* **EXERCISE**:
Go through the material below and report how many lines contain "axum". Give only the number.

= = = =

//! End-to-end scenarios exercising the full Dispatcher → Sandbox Client → Verdict Engine →
//! Response Shaper pipeline through the HTTP router, against a mocked external runner.

use axum::body::Body;
use axum::http::{Request, StatusCode};
use httpmock::{Method::POST, MockServer};
use serde_json::{json, Value};
use tower::ServiceExt;

use service::config::AppConfig;
use service::{build_router, AppState};

fn state_for(runner_url: String) -> AppState {
    AppState::new(AppConfig {
        bind_addr: "127.0.0.1:0".to_string(),
        runner_url,
        default_time_limit_ms: 5000,
        default_memory_limit_mb: None,
        max_time_limit_ms: 15000,
        max_memory_limit_mb: None,
    })
}

async fn post_json(router: axum::Router, path: &str, body: Value) -> (StatusCode, Value) {
    let response = router
        .oneshot(
            Request::builder()
                .method("POST")
                .uri(path)
                .header("content-type", "application/json")
                .body(Body::from(body.to_string()))
                .unwrap(),
        )
        .await
        .unwrap();
    let status = response.status();
    let bytes = axum::body::to_bytes(response.into_body(), usize::MAX).await.unwrap();
    let parsed: Value = serde_json::from_slice(&bytes).unwrap();
    (status, parsed)
}

fn mock_run(server: &MockServer, stdout: &str) {
    server.mock(|when, then| {
        when.method(POST).path("/execute");
        then.status(200)
            .json_body(json!({ "compile": null, "run": { "stdout": stdout, "stderr": "", "code": 0, "signal": null } }));
    });
}

#[tokio::test]
async fn functional_all_pass() {
    let server = MockServer::start();
    mock_run(&server, r#"[{"id":"1","pass":true,"actual":5,"expected":5,"runtime_ms":1,"error":null}]"#);
    let router = build_router(state_for(server.base_url()));

    let (status, body) = post_json(
        router,
        "/judge/functional",
        json!({
            "code": "def add(a, b):\n    return a + b\n",
            "language": "python",
            "function_name": "add",
            "parameter_names": ["a", "b"],
            "test_cases": [{"id": "1", "inputs": {"a": "2", "b": "3"}, "expected_output": "5"}]
        }),
    )
    .await;

    assert_eq!(StatusCode::OK, status);
    assert_eq!("accepted", body["verdict"]);
    assert_eq!(1, body["passed_count"]);
    assert_eq!(1, body["total_count"]);
    assert_eq!(true, body["test_results"][0]["pass"]);
    assert_eq!(5, body["test_results"][0]["actual_output"]);
}

#[tokio::test]
async fn functional_wrong_answer() {
    let server = MockServer::start();
    mock_run(&server, r#"[{"id":"1","pass":false,"actual":-1,"expected":5,"runtime_ms":1,"error":null}]"#);
    let router = build_router(state_for(server.base_url()));

    let (status, body) = post_json(
        router,
        "/judge/functional",
        json!({
            "code": "def add(a, b):\n    return a - b\n",
            "language": "python",
            "function_name": "add",
            "parameter_names": ["a", "b"],
            "test_cases": [{"id": "1", "inputs": {"a": "2", "b": "3"}, "expected_output": "5"}]
        }),
    )
    .await;

    assert_eq!(StatusCode::OK, status);
    assert_eq!("wrong_answer", body["verdict"]);
    assert_eq!(0, body["passed_count"]);
    assert_eq!(-1, body["test_results"][0]["actual_output"]);
}

#[tokio::test]
async fn functional_runtime_error_reports_exception_class() {
    let server = MockServer::start();
    mock_run(
        &server,
        r#"[{"id":"1","pass":false,"actual":null,"expected":null,"runtime_ms":1,"error":"ZeroDivisionError: division by zero"}]"#,
    );
    let router = build_router(state_for(server.base_url()));

    let (status, body) = post_json(
        router,
        "/judge/functional",
        json!({
            "code": "def add(a, b):\n    return a / 0\n",
            "language": "python",
            "function_name": "add",
            "parameter_names": ["a", "b"],
            "test_cases": [{"id": "1", "inputs": {"a": "2", "b": "3"}, "expected_output": "5"}]
        }),
    )
    .await;

    assert_eq!(StatusCode::OK, status);
    assert_eq!("runtime_error", body["verdict"]);
    assert!(body["test_results"][0]["error"].as_str().unwrap().starts_with("ZeroDivisionError:"));
}

#[tokio::test]
async fn functional_submit_mode_hidden_case_failure_is_redacted() {
    let server = MockServer::start();
    mock_run(
        &server,
        r#"[
            {"id":"1","pass":true,"actual":5,"expected":5,"runtime_ms":1,"error":null},
            {"id":"2","pass":false,"actual":1,"expected":9,"runtime_ms":1,"error":null}
        ]"#,
    );
    let router = build_router(state_for(server.base_url()));

    let (status, body) = post_json(
        router,
        "/judge/functional",
        json!({
            "code": "def add(a, b):\n    return a + b\n",
            "language": "python",
            "function_name": "add",
            "parameter_names": ["a", "b"],
            "mode": "submit",
            "test_cases": [
                {"id": "1", "inputs": {"a": "2", "b": "3"}, "expected_output": "5"},
                {"id": "2", "inputs": {"a": "4", "b": "5"}, "expected_output": "9", "is_visible": false}
            ]
        }),
    )
    .await;

    assert_eq!(StatusCode::OK, status);
    assert_eq!("wrong_answer", body["verdict"]);
    assert!(body["test_results"][1]["actual_output"].is_null());
    assert!(body["test_results"][1]["expected_output"].is_null());
}

#[tokio::test]
async fn empty_test_cases_is_bad_request() {
    let server = MockServer::start();
    let router = build_router(state_for(server.base_url()));

    let (status, _) = post_json(
        router,
        "/judge/functional",
        json!({
            "code": "def add(a, b):\n    return a + b\n",
            "language": "python",
            "function_name": "add",
            "parameter_names": ["a", "b"],
            "test_cases": []
        }),
    )
    .await;

    assert_eq!(StatusCode::BAD_REQUEST, status);
}

#[tokio::test]
async fn unsupported_language_is_bad_request() {
    let server = MockServer::start();
    let router = build_router(state_for(server.base_url()));

    let (status, _) = post_json(
        router,
        "/judge/functional",
        json!({
            "code": "return 1",
            "language": "cobol",
            "function_name": "f",
            "parameter_names": [],
            "test_cases": [{"id": "1", "inputs": {}, "expected_output": "1"}]
        }),
    )
    .await;

    assert_eq!(StatusCode::BAD_REQUEST, status);
}

#[tokio::test]
async fn predict_output_matches() {
    let server = MockServer::start();
    mock_run(&server, r#"[{"id":"1","pass":true,"actual":"5","expected":"5","runtime_ms":1,"error":null}]"#);
    let router = build_router(state_for(server.base_url()));

    let (status, body) = post_json(
        router,
        "/judge/predict-output",
        json!({
            "code": "def add(a, b):\n    return a + b\n",
            "language": "python",
            "function_name": "add",
            "parameter_names": ["a", "b"],
            "test_cases": [{"id": "1", "inputs": {"a": "2", "b": "3"}, "expected_output": "5"}]
        }),
    )
    .await;

    assert_eq!(StatusCode::OK, status);
    assert_eq!("accepted", body["verdict"]);
    assert_eq!(1, body["passed_count"]);
}

#[tokio::test]
async fn predict_output_mismatch_is_wrong_answer() {
    let server = MockServer::start();
    mock_run(&server, r#"[{"id":"1","pass":true,"actual":"5","expected":"23","runtime_ms":1,"error":null}]"#);
    let router = build_router(state_for(server.base_url()));

    let (status, body) = post_json(
        router,
        "/judge/predict-output",
        json!({
            "code": "def add(a, b):\n    return str(a) + str(b)\n",
            "language": "python",
            "function_name": "add",
            "parameter_names": ["a", "b"],
            "test_cases": [{"id": "1", "inputs": {"a": "2", "b": "3"}, "expected_output": "23"}]
        }),
    )
    .await;

    assert_eq!(StatusCode::OK, status);
    assert_eq!("wrong_answer", body["verdict"]);
}

#[tokio::test]
async fn fix_error_output_comparison_mismatch_has_diff() {
    let server = MockServer::start();
    server.mock(|when, then| {
        when.method(POST).path("/execute");
        then.status(200)
            .json_body(json!({ "compile": null, "run": { "stdout": "hi\n", "stderr": "", "code": 0, "signal": null } }));
    });
    let router = build_router(state_for(server.base_url()));

    let (status, body) = post_json(
        router,
        "/judge/fix-error",
        json!({
            "code": "print('hi')",
            "language": "python",
            "validation_type": "output_comparison",
            "expected_output": "hello"
        }),
    )
    .await;

    assert_eq!(StatusCode::OK, status);
    assert_eq!("FAIL", body["status"]);
    assert_eq!("WRONG_ANSWER", body["failureType"]);
    let diff = body["diff"].as_array().unwrap();
    assert_eq!("incorrect", diff[0]["kind"]);
    assert_eq!("hello", diff[0]["expected"]);
    assert_eq!("hi", diff[0]["actual"]);
}

#[tokio::test]
async fn fix_error_custom_validator_pass() {
    let server = MockServer::start();
    server.mock(|when, then| {
        when.method(POST).path("/execute").body_contains("__judge_stdout");
        then.status(200)
            .json_body(json!({ "compile": null, "run": { "stdout": r#"{"pass": true, "message": "ok"}"#, "stderr": "", "code": 0, "signal": null } }));
    });
    server.mock(|when, then| {
        when.method(POST).path("/execute");
        then.status(200)
            .json_body(json!({ "compile": null, "run": { "stdout": "4\n", "stderr": "", "code": 0, "signal": null } }));
    });
    let router = build_router(state_for(server.base_url()));

    let (status, body) = post_json(
        router,
        "/judge/fix-error",
        json!({
            "code": "print(2 + 2)",
            "language": "python",
            "validation_type": "custom_function",
            "custom_validator": "print(json.dumps({'pass': __judge_stdout.strip() == '4', 'message': 'ok'}))"
        }),
    )
    .await;

    assert_eq!(StatusCode::OK, status);
    assert_eq!("PASS", body["status"]);
    assert_eq!(1, body["passed_count"]);
    assert_eq!("ok", body["summaryMessage"]);
}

= = = =

* **ANSWER SPACE**:
4